What Do I Need to Start a Business?
Starting a business is not easy, especially when you’re a newbie. If you are reading this article, it can only mean that you’ve been asking yourself, “what do I need to start a business?”. Well, you are already on the right path. Understanding the essentials to start a business before you invest time and resources is a wise move. Read on to understand the intricacies involved, from arranging funds to choosing a location.
1. Question Your Idea
Every business starts as an idea. It may be as small as manufacturing covers for cell phones or as big as building anchors for giant ships. The size does not matter. But here are the questions you need to ask yourself. Who is going to buy your product? What is the market size? How well do you know your potential customers? Based on their income levels, will they be able to afford your product or service? Where are they going to buy it from? Are there other such products/services on the market? Why should clients choose your product?

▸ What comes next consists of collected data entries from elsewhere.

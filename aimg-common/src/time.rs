//! Timestamp utilities

use chrono::{Local, NaiveDate};

/// Today's local date in `YYYY-MM-DD` form
pub fn today() -> String {
    Local::now().date_naive().format("%Y-%m-%d").to_string()
}

/// Parse a `YYYY-MM-DD` date, returning None for anything else
pub fn parse_date(s: &str) -> Option<NaiveDate> {
    NaiveDate::parse_from_str(s.trim(), "%Y-%m-%d").ok()
}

See that you answer these questions, take notes of your answers, and keep updating them based on business factors. However, if you cannot answer even one of the questions above in specific terms, it is time to go back to the drawing board and fill these gaps.
2. Arrange for Funds
Setting the finance in order before jumping into the business’s day-to-day operations is essential. The monetary needs will vary depending on the product or service’s size and type. Therefore, you must nail down the amount needed to manufacture a single unit of your product. Suppose your business is in the service sector, it is essential to calculate the input costs required to render one instance of your service.
Once you decide on the input amount needed per unit or service, the next step is to fix the volume. How many units are you aiming to produce? Do you have enough funds to sustain for at least some months without making profits? It is also crucial to determine beforehand the labor costs, transport expenditure, administrative expenses, and rents to arrive at the overall cost of the business.
The sum of all the above expenses is the money you will require to start your company. Will you be able to invest them on your own? If not, you need to seek investors. Build a business plan and pitch it to interested folks. Most of the time, you will have to arrange your seed money from different investors, so keep pitching to many potential investors.
3. Pick a Location
Selecting a site may seem very trivial, but the location of your business carries much weight. First, the site decides the permits required to start a business. Then, depending on the type of business you do, various federal and state-level licenses will have to be procured. Here is a government guide that may help you.
You also need to register your business with federal and state organizations and pay the required fees. You must be aware of the laws of the land and the taxes collected by the region to be on the right side of the law. So getting a tax ID at the federal and state levels is a must. Being in the know will also help you as some states might offer incentives for those willing to start a business in their area.
4. Choose a Name
The name does make or break a business. You must be aware of copyright laws and avoid trouble by not naming it after known brands. Also, once you settle on a name, make sure you can register a website with the same name. In an increasingly digital world, having the same name for the website will help you grow your business.
Make sure you put much thought into the name, as it has the potential to develop into a brand tomorrow. So it should be something that consumers can relate to.
5. Open a Separate Bank Account
It is good practice to separate your personal account from the business account. Open a business account in your company’s name. Here is a detailed guide from Bank of America to apply for a business checking account. This act will help you protect your personal funds if the business runs into trouble. Also, this enables you to run a professional company as your customers can now write checks to your firm’s account. This move will also help you raise loans for the business.
In summary, know who your customers and competition are. You need to make your customers buy your product and undercut the competition. While arranging for funds, keep in mind even the most minor costs such as transport and rent. If your business takes off, lack of funds should not be a reason to exit it. Pick a location and make sure you know the state’s laws. Pay your taxes on time and seek permits to avoid trouble. Finally, maintain a separate bank account and name your company wisely. Best of luck!